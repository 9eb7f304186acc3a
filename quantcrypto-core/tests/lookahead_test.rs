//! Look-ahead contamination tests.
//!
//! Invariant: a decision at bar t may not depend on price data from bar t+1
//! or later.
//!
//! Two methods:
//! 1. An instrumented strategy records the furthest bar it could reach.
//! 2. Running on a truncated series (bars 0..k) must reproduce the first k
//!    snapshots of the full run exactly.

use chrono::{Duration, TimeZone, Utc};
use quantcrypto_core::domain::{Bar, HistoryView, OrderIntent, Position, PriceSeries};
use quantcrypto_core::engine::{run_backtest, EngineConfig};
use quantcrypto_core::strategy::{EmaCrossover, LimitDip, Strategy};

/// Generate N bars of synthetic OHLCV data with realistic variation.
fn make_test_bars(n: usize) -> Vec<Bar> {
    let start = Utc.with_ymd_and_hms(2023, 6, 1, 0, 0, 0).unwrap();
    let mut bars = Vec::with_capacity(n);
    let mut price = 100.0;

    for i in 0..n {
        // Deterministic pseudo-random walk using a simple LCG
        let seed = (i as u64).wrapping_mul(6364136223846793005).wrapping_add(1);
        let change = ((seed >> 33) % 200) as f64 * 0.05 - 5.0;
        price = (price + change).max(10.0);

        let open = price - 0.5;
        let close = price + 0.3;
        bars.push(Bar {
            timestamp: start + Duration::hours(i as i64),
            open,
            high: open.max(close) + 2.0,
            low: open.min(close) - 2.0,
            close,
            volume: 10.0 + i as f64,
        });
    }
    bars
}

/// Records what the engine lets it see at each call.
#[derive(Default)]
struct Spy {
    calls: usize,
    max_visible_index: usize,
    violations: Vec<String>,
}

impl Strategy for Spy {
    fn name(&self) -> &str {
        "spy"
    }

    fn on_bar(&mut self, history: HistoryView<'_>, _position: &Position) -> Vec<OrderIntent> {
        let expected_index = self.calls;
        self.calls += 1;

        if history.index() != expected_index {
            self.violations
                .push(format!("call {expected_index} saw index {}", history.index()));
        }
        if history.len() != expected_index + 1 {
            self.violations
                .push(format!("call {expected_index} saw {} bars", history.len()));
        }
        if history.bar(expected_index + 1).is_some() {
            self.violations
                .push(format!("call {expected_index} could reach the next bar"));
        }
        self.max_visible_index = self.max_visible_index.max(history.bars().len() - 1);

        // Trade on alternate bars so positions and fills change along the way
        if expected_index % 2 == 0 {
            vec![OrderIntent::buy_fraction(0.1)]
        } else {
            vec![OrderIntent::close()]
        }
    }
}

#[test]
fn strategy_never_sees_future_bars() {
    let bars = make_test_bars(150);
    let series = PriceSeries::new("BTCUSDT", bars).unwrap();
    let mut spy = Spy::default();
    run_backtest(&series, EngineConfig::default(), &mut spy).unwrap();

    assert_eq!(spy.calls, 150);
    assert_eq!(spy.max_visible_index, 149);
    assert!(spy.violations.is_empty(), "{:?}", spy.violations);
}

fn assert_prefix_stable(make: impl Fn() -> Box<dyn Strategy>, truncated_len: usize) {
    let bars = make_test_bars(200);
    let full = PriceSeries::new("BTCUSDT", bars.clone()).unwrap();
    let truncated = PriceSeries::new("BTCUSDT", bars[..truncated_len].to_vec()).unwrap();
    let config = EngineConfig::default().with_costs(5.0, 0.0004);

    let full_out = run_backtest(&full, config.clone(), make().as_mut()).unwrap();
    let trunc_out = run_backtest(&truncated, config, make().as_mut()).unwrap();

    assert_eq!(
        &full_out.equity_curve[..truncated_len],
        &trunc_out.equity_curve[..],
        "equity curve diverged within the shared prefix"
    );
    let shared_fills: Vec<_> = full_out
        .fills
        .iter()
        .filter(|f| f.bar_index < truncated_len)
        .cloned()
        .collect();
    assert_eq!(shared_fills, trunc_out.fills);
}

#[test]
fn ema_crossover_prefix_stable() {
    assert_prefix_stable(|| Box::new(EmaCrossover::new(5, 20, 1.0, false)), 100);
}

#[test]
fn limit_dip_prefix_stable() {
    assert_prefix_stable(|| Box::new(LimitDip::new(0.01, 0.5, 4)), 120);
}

→ Goal of the exercise:
Start at the first line of the material and transcribe each line exactly, stopping once the line containing "let start = Utc.with_ymd_and_hms(2023, 6, 1, 0, 0, 0).unwrap();" has been written.

→ Written solution:
repository 9eb7f304186acc3a
filename quantcrypto-core/tests/lookahead_test.rs
//! Look-ahead contamination tests.
//!
//! Invariant: a decision at bar t may not depend on price data from bar t+1
//! or later.
//!
//! Two methods:
//! 1. An instrumented strategy records the furthest bar it could reach.
//! 2. Running on a truncated series (bars 0..k) must reproduce the first k
//!    snapshots of the full run exactly.

use chrono::{Duration, TimeZone, Utc};
use quantcrypto_core::domain::{Bar, HistoryView, OrderIntent, Position, PriceSeries};
use quantcrypto_core::engine::{run_backtest, EngineConfig};
use quantcrypto_core::strategy::{EmaCrossover, LimitDip, Strategy};

/// Generate N bars of synthetic OHLCV data with realistic variation.
fn make_test_bars(n: usize) -> Vec<Bar> {
    let start = Utc.with_ymd_and_hms(2023, 6, 1, 0, 0, 0).unwrap();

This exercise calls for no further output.